[Opening Dataset section]
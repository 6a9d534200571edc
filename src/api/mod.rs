pub mod client;
pub mod models;

use chrono::{DateTime, SecondsFormat, Utc};
use std::future::Future;

pub use client::WeatherApiClient;

use crate::config::Config;
use crate::error::AppResult;
use crate::model::{Alert, DailyRollup, ForecastPeriod, NeighborSample, Sample};
use crate::view::TimeWindow;

/// The reads issued by one refresh cycle.
///
/// Implemented by [`WeatherApiClient`]; tests substitute scripted sources.
pub trait WeatherSource: Send + Sync + 'static {
    fn current(&self, station: &str) -> impl Future<Output = AppResult<Option<Sample>>> + Send;

    fn history(
        &self,
        station: &str,
        query: &HistoryQuery,
    ) -> impl Future<Output = AppResult<Vec<Sample>>> + Send;

    fn daily(&self, station: &str, days: u32)
    -> impl Future<Output = AppResult<Vec<DailyRollup>>> + Send;

    fn alerts(&self, station: &str) -> impl Future<Output = AppResult<Vec<Alert>>> + Send;

    fn nearby(&self, station: &str) -> impl Future<Output = AppResult<Vec<NeighborSample>>> + Send;

    fn forecast(&self, station: &str)
    -> impl Future<Output = AppResult<Vec<ForecastPeriod>>> + Send;
}

/// Row caps and rollup depth applied to every cycle.
#[derive(Debug, Clone, Copy, PartialEq, Eq)]
pub struct RequestLimits {
    pub history_limit: u32,
    pub history_limit_absolute: u32,
    pub daily_days: u32,
}

impl RequestLimits {
    #[must_use]
    pub fn from_config(config: &Config) -> Self {
        Self {
            history_limit: config.history_limit,
            history_limit_absolute: config.history_limit_absolute,
            daily_days: config.daily_days,
        }
    }
}

impl Default for RequestLimits {
    fn default() -> Self {
        Self {
            history_limit: 500,
            history_limit_absolute: 1000,
            daily_days: 30,
        }
    }
}

/// Parameters of the `/api/history` request.
#[derive(Debug, Clone, Copy, PartialEq, Eq)]
pub enum HistoryQuery {
    Relative {
        hours: u32,
        limit: u32,
    },
    Absolute {
        start: DateTime<Utc>,
        end: DateTime<Utc>,
        limit: u32,
    },
}

impl HistoryQuery {
    #[must_use]
    pub fn for_window(window: &TimeWindow, limits: &RequestLimits) -> Self {
        match *window {
            TimeWindow::Relative { hours } => Self::Relative {
                hours,
                limit: limits.history_limit,
            },
            TimeWindow::Absolute { start, end } => Self::Absolute {
                start,
                end,
                limit: limits.history_limit_absolute,
            },
        }
    }

    /// Query-string pairs; instants are encoded as ISO-8601 UTC with milliseconds.
    #[must_use]
    pub fn params(&self) -> Vec<(&'static str, String)> {
        match *self {
            Self::Relative { hours, limit } => {
                vec![("hours", hours.to_string()), ("limit", limit.to_string())]
            }
            Self::Absolute { start, end, limit } => vec![
                ("start", start.to_rfc3339_opts(SecondsFormat::Millis, true)),
                ("end", end.to_rfc3339_opts(SecondsFormat::Millis, true)),
                ("limit", limit.to_string()),
            ],
        }
    }
}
[Closing Dataset section]
Problem details - Collect from the data above every line that includes "Future".

Solution to this problem -
use std::future::Future;
    fn current(&self, station: &str) -> impl Future<Output = AppResult<Option<Sample>>> + Send;
    ) -> impl Future<Output = AppResult<Vec<Sample>>> + Send;
    -> impl Future<Output = AppResult<Vec<DailyRollup>>> + Send;
    fn alerts(&self, station: &str) -> impl Future<Output = AppResult<Vec<Alert>>> + Send;
    fn nearby(&self, station: &str) -> impl Future<Output = AppResult<Vec<NeighborSample>>> + Send;
    -> impl Future<Output = AppResult<Vec<ForecastPeriod>>> + Send;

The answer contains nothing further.